Je m’étais tût et n’avais pas répondu à sa question. Je n’aurais jamais dû entamer cette discutions…

— Écoute moi bien ptit bonhomme, ça ne va pas le faire entre nous. Si tu ne te bouges pas le cul à ramasser ton arme et à tuer, crois moi, un jour, tu vas prendre cher.

— Je me fiche de mourir ! Je ne veux pas salir mes mains et tuer des innocents !

L’homme s’était énervé et il avait commencé à me plaquer contre un mur.

— Ce ne sont pas des innocents, mais des assassins !

Je m’en étais arrêté là, jusqu’à ce qu’il prit mon arme, la mit dans mes mains et se mit dos au mur.

— Prouves moi que tu peux le faire, tire sur ma jambe.

— P-pardon ?!

— Je ne vais pas te le répéter plusieurs fois, tire !

Anxieux, je penchais mon fusil vers ses pieds et me mis à entendre tous ses cris qui me brûlèrent les tampons. Je n’arrivais pas… je n’arriverais jamais… Pourquoi ? Me diriez-vous, parce que ce jour là, je vous ai vu à travers ce vieil homme. Vous aviez un regard doux et tendre. Les larmes avaient coulé sur mes joues. Voilà pourquoi je ne pouvais pas tuer… Dès que je voyais une personne, je vous voyais aussi, mon bel amour… Vous aviez ce visage si innocent et si pure… Jamais je n’aurai pu tirer sur cet homme… Parce-qu’il a une âme, comme nous tous… J’avais baissé l’arme en disant que je ne pouvais pas… Il m’avait répondu « t’as un vrai souci ptit gars » et avait craché près de moi. « De toute façon, vous ne cherchez que la merde vous, les prêtres ». Avant de partir, par politesse, j’avais demandé son nom. Il s’était tourné vers moi, avait remonté sa tenue et s’était approché dangereusement de moi.
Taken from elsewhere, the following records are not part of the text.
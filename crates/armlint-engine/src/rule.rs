//! Rule descriptors and the two body conventions rules are written in

use std::fmt;
use std::sync::Arc;

use armlint_core::{JsonPath, Severity, SpecKinds};
use armlint_parser::{DocumentInventory, ParsedDocument};
use serde_json::Value;

use crate::error::{EngineError, RuleError};
use crate::projector::SchemaProjector;
use crate::selector::Selector;

/// Which view of a document a rule's selectors run against.
#[derive(Debug, Clone, Copy, PartialEq, Eq, Hash)]
pub enum MergeState {
    /// The document as written, with references rewritten but not substituted
    Individual,
    /// The fully dereferenced view
    Composed,
}

impl fmt::Display for MergeState {
    fn fmt(&self, f: &mut fmt::Formatter<'_>) -> fmt::Result {
        match self {
            MergeState::Individual => f.write_str("individual"),
            MergeState::Composed => f.write_str("composed"),
        }
    }
}

/// One problem reported by a rule body. Without a path it is reported at
/// the node the body was invoked on.
#[derive(Debug, Clone, PartialEq, Eq)]
pub struct Violation {
    pub message: String,
    pub path: Option<JsonPath>,
}

impl Violation {
    pub fn new(message: impl Into<String>) -> Self {
        Self {
            message: message.into(),
            path: None,
        }
    }

    pub fn at(message: impl Into<String>, path: JsonPath) -> Self {
        Self {
            message: message.into(),
            path: Some(path),
        }
    }
}

/// What every rule body can see besides its match.
pub struct RuleContext<'a> {
    pub document: &'a ParsedDocument,
    pub inventory: &'a DocumentInventory,
    pub projector: &'a SchemaProjector<'a>,
    pub spec_kind: SpecKinds,
}

/// Input of a whole-document rule.
pub struct LegacyInput<'a> {
    /// The tree the selectors ran against
    pub document: &'a Value,
    pub value: &'a Value,
    pub path: &'a JsonPath,
    pub context: &'a RuleContext<'a>,
}

/// Input of an options-driven rule.
pub struct DeclarativeInput<'a> {
    pub value: &'a Value,
    pub options: &'a Value,
    pub path: &'a JsonPath,
    pub context: &'a RuleContext<'a>,
}

pub type RuleResult = Result<Vec<Violation>, RuleError>;

pub type LegacyFn = dyn Fn(&LegacyInput<'_>) -> RuleResult + Send + Sync;

pub type DeclarativeFn = dyn Fn(&DeclarativeInput<'_>) -> RuleResult + Send + Sync;

#[derive(Clone)]
pub enum RuleBody {
    Legacy(Arc<LegacyFn>),
    Declarative {
        /// Applied to each match; the first hit replaces the match
        field: Option<Selector>,
        options: Value,
        check: Arc<DeclarativeFn>,
    },
}

impl fmt::Debug for RuleBody {
    fn fmt(&self, f: &mut fmt::Formatter<'_>) -> fmt::Result {
        match self {
            RuleBody::Legacy(_) => f.write_str("Legacy"),
            RuleBody::Declarative { field, options, .. } => f
                .debug_struct("Declarative")
                .field("field", field)
                .field("options", options)
                .finish_non_exhaustive(),
        }
    }
}

#[derive(Debug, Clone)]
pub struct RuleDescriptor {
    pub id: String,
    pub name: String,
    pub category: String,
    pub description: String,
    pub severity: Severity,
    pub kinds: SpecKinds,
    pub merge_state: MergeState,
    pub selectors: Vec<Selector>,
    pub body: RuleBody,
}

impl RuleDescriptor {
    pub fn builder(id: impl Into<String>, name: impl Into<String>) -> RuleBuilder {
        RuleBuilder::new(id.into(), name.into())
    }

    pub fn applies_to(&self, kind: SpecKinds) -> bool {
        self.kinds.intersects(kind)
    }

    /// Run the body on one match. Every returned violation carries a path.
    pub(crate) fn invoke(
        &self,
        tree: &Value,
        value: &Value,
        path: &JsonPath,
        context: &RuleContext<'_>,
    ) -> RuleResult {
        let (target_path, violations) = match &self.body {
            RuleBody::Legacy(check) => {
                let input = LegacyInput {
                    document: tree,
                    value,
                    path,
                    context,
                };
                (path.clone(), check(&input)?)
            }
            RuleBody::Declarative {
                field,
                options,
                check,
            } => {
                let (target_path, target) = match field {
                    Some(field) => match field.first(value) {
                        Some((relative, hit)) => (path.join(&relative), hit),
                        None => return Ok(Vec::new()),
                    },
                    None => (path.clone(), value),
                };
                let input = DeclarativeInput {
                    value: target,
                    options,
                    path: &target_path,
                    context,
                };
                let violations = check(&input)?;
                (target_path, violations)
            }
        };

        Ok(violations
            .into_iter()
            .map(|mut violation| {
                violation.path.get_or_insert_with(|| target_path.clone());
                violation
            })
            .collect())
    }
}

/// Collects rule metadata; selectors are compiled when the body is attached
/// so a malformed selector fails before any document is scanned.
pub struct RuleBuilder {
    id: String,
    name: String,
    category: String,
    description: String,
    severity: Severity,
    kinds: SpecKinds,
    merge_state: MergeState,
    selectors: Vec<String>,
    field: Option<String>,
}

impl RuleBuilder {
    fn new(id: String, name: String) -> Self {
        Self {
            id,
            name,
            category: "SDKViolation".to_string(),
            description: String::new(),
            severity: Severity::Warning,
            kinds: SpecKinds::DEFAULT | SpecKinds::ARM | SpecKinds::DATA_PLANE,
            merge_state: MergeState::Individual,
            selectors: Vec::new(),
            field: None,
        }
    }

    pub fn category(mut self, category: impl Into<String>) -> Self {
        self.category = category.into();
        self
    }

    pub fn description(mut self, description: impl Into<String>) -> Self {
        self.description = description.into();
        self
    }

    pub fn severity(mut self, severity: Severity) -> Self {
        self.severity = severity;
        self
    }

    pub fn kinds(mut self, kinds: SpecKinds) -> Self {
        self.kinds = kinds;
        self
    }

    pub fn merge_state(mut self, merge_state: MergeState) -> Self {
        self.merge_state = merge_state;
        self
    }

    pub fn selector(mut self, selector: impl Into<String>) -> Self {
        self.selectors.push(selector.into());
        self
    }

    /// Secondary query applied to each match of a declarative rule.
    pub fn field(mut self, field: impl Into<String>) -> Self {
        self.field = Some(field.into());
        self
    }

    pub fn legacy<F>(self, check: F) -> Result<RuleDescriptor, EngineError>
    where
        F: Fn(&LegacyInput<'_>) -> RuleResult + Send + Sync + 'static,
    {
        if self.field.is_some() {
            return Err(EngineError::InvalidRule {
                rule: self.name,
                message: "field selectors only apply to declarative rules".to_string(),
            });
        }
        self.build(RuleBody::Legacy(Arc::new(check)))
    }

    pub fn declarative<F>(self, options: Value, check: F) -> Result<RuleDescriptor, EngineError>
    where
        F: Fn(&DeclarativeInput<'_>) -> RuleResult + Send + Sync + 'static,
    {
        let field = self.field.as_deref().map(Selector::parse).transpose()?;
        self.build(RuleBody::Declarative {
            field,
            options,
            check: Arc::new(check),
        })
    }

    fn build(self, body: RuleBody) -> Result<RuleDescriptor, EngineError> {
        if self.selectors.is_empty() {
            return Err(EngineError::InvalidRule {
                rule: self.name,
                message: "at least one selector is required".to_string(),
            });
        }
        let selectors = self
            .selectors
            .iter()
            .map(|s| Selector::parse(s))
            .collect::<Result<Vec<_>, _>>()?;

        Ok(RuleDescriptor {
            id: self.id,
            name: self.name,
            category: self.category,
            description: self.description,
            severity: self.severity,
            kinds: self.kinds,
            merge_state: self.merge_state,
            selectors,
            body,
        })
    }
}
— Si tu veux mon prénom, faudrait déjà que t’arrêtes d’aider Corentin.

J’avais dégluti en remarquant qu’il était prêt à me mettre une bonne raclée. Un indice m’avait sauté aux yeux quand je vis autour de son cou, une plaquette où il y avait marqué « Pour le salut de toutes les âmes ». Je m’en étais souvenu comme si c’était hier, c’était Philémon qui avait gravé cette plaquette pour son père. Il l'avait retrouvé lorsqu'un jour, Philémon devait se rendre à la banque avec sa mère, et à sa plus grande surprise, ils avaient tous les deux, parlés, derrière le comptoir. J’avais levé mon regard vers lui en le poussant délicatement pour me remettre droit.

— Je sais qui vous êtes, monsieur Capel.

Mécontent, il grogna en frappant son poing à côté de moi, contre la galerie et repartit à ses trousses, jusqu’à ce qu’il croisa le colonel. Tout le monde s’était réunit à côté de moi pour nous dire que l’heure était venue d’affronter l’ennemi.

Signé, le père Théophane qui espère vous rejoindre dans le royaume des Cieux.

Soeur Humbeline commençait à avoir sommeil. Elle glissa la lettre sous la pile, referma la boîte et récita ses prières en confiant au Seigneur, le père Théophane.